Top of Supplied data
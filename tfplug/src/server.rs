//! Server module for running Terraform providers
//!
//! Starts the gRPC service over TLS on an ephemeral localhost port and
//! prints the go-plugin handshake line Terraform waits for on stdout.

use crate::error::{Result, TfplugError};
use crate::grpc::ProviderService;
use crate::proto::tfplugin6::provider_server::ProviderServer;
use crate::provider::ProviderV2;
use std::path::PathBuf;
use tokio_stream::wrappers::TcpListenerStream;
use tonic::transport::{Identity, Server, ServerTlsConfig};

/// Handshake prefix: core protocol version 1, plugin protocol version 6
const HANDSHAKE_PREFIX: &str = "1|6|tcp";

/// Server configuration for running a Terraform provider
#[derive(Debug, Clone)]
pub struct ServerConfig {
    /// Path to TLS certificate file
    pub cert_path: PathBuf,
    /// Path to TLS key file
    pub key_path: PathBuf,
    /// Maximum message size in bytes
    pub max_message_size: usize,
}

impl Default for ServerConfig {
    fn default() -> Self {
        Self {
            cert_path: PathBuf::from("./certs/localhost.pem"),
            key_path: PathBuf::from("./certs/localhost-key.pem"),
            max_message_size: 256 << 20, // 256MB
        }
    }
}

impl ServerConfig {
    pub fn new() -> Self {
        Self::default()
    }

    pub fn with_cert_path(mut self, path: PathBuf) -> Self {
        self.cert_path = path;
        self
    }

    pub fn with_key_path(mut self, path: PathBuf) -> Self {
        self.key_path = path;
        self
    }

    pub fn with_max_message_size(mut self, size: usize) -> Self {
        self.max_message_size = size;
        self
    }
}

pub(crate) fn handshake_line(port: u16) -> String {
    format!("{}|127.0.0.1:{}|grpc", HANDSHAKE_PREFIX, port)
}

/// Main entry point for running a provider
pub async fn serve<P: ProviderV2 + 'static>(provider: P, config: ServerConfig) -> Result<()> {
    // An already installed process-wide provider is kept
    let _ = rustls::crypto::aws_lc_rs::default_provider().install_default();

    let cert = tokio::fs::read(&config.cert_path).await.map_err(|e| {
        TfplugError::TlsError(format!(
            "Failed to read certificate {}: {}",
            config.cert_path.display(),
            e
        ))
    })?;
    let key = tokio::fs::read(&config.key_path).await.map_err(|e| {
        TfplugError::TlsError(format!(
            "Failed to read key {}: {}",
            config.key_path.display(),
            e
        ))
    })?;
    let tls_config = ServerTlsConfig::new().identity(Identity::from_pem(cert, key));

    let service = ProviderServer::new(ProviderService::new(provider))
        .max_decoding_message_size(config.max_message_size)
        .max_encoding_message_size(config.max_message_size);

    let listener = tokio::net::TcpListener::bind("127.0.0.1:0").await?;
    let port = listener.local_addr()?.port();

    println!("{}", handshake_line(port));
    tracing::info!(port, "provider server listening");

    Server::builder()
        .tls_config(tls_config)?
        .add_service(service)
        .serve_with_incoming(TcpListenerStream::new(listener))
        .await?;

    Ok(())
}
Bottom of Supplied data
Top of Supplied data
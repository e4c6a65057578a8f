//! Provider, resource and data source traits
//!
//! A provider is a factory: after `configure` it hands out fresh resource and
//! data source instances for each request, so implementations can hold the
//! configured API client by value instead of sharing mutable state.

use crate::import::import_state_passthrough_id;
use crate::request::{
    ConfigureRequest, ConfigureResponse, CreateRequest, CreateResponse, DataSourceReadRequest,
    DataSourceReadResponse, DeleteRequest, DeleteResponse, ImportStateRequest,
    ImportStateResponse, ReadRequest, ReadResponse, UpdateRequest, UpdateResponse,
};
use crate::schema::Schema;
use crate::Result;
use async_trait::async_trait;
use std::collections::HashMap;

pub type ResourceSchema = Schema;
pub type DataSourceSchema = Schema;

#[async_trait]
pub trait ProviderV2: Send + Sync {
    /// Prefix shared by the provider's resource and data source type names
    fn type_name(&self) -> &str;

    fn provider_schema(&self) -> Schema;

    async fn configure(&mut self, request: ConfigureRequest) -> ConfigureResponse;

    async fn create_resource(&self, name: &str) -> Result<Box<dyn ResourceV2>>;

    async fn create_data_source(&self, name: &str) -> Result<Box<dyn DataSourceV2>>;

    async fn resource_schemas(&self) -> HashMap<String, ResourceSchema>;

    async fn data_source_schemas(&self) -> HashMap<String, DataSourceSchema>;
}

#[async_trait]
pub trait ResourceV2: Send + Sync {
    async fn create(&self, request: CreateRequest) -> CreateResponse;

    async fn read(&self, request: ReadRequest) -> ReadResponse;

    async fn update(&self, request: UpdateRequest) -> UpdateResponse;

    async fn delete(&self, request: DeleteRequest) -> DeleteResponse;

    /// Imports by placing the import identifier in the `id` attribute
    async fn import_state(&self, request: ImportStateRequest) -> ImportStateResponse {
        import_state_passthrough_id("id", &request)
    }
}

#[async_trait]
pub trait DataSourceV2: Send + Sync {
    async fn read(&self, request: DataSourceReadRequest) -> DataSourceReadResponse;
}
Bottom of Supplied data
◆ **Aim of the exercise**
Going through the data above, return each line with the word "ImportStateRequest".

◆ **Result**
    DataSourceReadResponse, DeleteRequest, DeleteResponse, ImportStateRequest,
    async fn import_state(&self, request: ImportStateRequest) -> ImportStateResponse {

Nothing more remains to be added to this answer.